Kulturanthropologie ist ein Teilbereich der Ethnologie (früher Völkerkunde, heute auch Sozial- und Kulturanthropologie), die den Menschen in seinem Verhältnis zu seiner Kultur untersucht. Der Begriff ist eine direkte Übersetzung aus dem Englischen (cultural anthropology). In Amerika bezeichnet cultural anthropology eine von vier Forschungsfeldern innerhalb der Wissenschaft vom Menschen (anthropology): physical anthropology beschäftigt sich mit dem Menschen als biologisches Lebewesen, also seiner Evolution, seinen physischen Adaptationen und seinem Verhalten; die linguistic anthropology erforscht die Fähigkeit des Menschen zur sprachlichen Kommunikation in all ihren Formen; die archaeology untersucht die Ur- und Frühgeschichte des Menschen anhand materieller Befunde aus der Vergangenheit und die cultural anthropology befasst sich ganzheitlich (holistisch) und weltweit vergleichend mit kulturellen Ordnungen, Symbolsystemen und Praktiken.[1]
Die Bezeichnung cultural anthropology wird heutzutage vor allem mit dem Wirken von Franz Boas im Amerika des frühen 20. Jahrhunderts und seiner als Kritik am Evolutionismus entwickelten Theorie des historischen Partikularismus in Verbindung gebracht. Allerdings verweisen neuere Studien auf eine komplexere Geschichte der Entwicklung der Kulturanthropologie bereits im 19. Jahrhundert.[2] In der Ethnologie (früher Völkerkunde) steht Kulturanthropologie bis heute für theoretische Ansätze aus der amerikanischen Wissenstradition, in denen die symbolische Dimension menschlicher Kommunikation im Mittelpunkt steht,[3] während Sozialanthropologie vor allem die in England entwickelten funktionalistischen Ansätze des 20. Jahrhunderts bezeichnet.[4]
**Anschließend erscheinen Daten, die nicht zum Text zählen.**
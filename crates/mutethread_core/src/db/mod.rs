//! SQLite storage bootstrap and schema migration entry points.
//!
//! # Responsibility
//! - Open and configure SQLite connections for the message store.
//! - Apply schema migrations in deterministic order.
//!
//! # Invariants
//! - Migration version is tracked via `PRAGMA user_version`.
//! - Read-only connections are never migrated; they require a current schema.
//! - Core code must not read/write message data before migrations succeed.

use std::error::Error;
use std::fmt::{Display, Formatter};

pub mod migrations;
mod open;

pub use open::{open_db, open_db_in_memory, OpenMode};

pub type DbResult<T> = Result<T, DbError>;

#[derive(Debug)]
pub enum DbError {
    Sqlite(rusqlite::Error),
    UnsupportedSchemaVersion {
        db_version: u32,
        latest_supported: u32,
    },
    /// Read-only open found a schema that still needs migrations.
    SchemaOutOfDate { db_version: u32, expected: u32 },
}

impl Display for DbError {
    fn fmt(&self, f: &mut Formatter<'_>) -> std::fmt::Result {
        match self {
            Self::Sqlite(err) => write!(f, "{err}"),
            Self::UnsupportedSchemaVersion {
                db_version,
                latest_supported,
            } => write!(
                f,
                "database schema version {db_version} is newer than supported {latest_supported}"
            ),
            Self::SchemaOutOfDate {
                db_version,
                expected,
            } => write!(
                f,
                "database schema version {db_version} is older than {expected}; open it read-write once to migrate"
            ),
        }
    }
}

impl Error for DbError {
    fn source(&self) -> Option<&(dyn Error + 'static)> {
        match self {
            Self::Sqlite(err) => Some(err),
            Self::UnsupportedSchemaVersion { .. } => None,
            Self::SchemaOutOfDate { .. } => None,
        }
    }
}

impl From<rusqlite::Error> for DbError {
    fn from(value: rusqlite::Error) -> Self {
        Self::Sqlite(value)
    }
}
Auf der Suche nach einer neuen Bezeichnung für das eigene Fach begannen die Vertreter des volkskundlichen Instituts an der Johann Wolfgang Goethe-Universität Frankfurt am Main, nicht nur „Ethnologie“, sondern auch „Kulturanthropologie“ als Selbstbezeichnung zu verwenden.[5] Die Bezeichnung Kulturanthropologie wird daher heute im deutschsprachigen Raum unterschiedlich benutzt: Die Volkskunde übernahm die Bezeichnungen „Kulturanthropologie“ sowie „Europäische Ethnologie“, während die Ethnologie (Völkerkunde) weiterhin „Kulturanthropologie“ im Sinne der nordamerikanischen Ausprägung der cultural anthropology verwendet.
Kulturanthropologen forschen sowohl empirisch und historisch als auch gegenwartsbezogen sowie vergleichend mit dem Ziel der Entwicklung übergreifender theoretischer Fragestellungen, Begriffe und Theorien.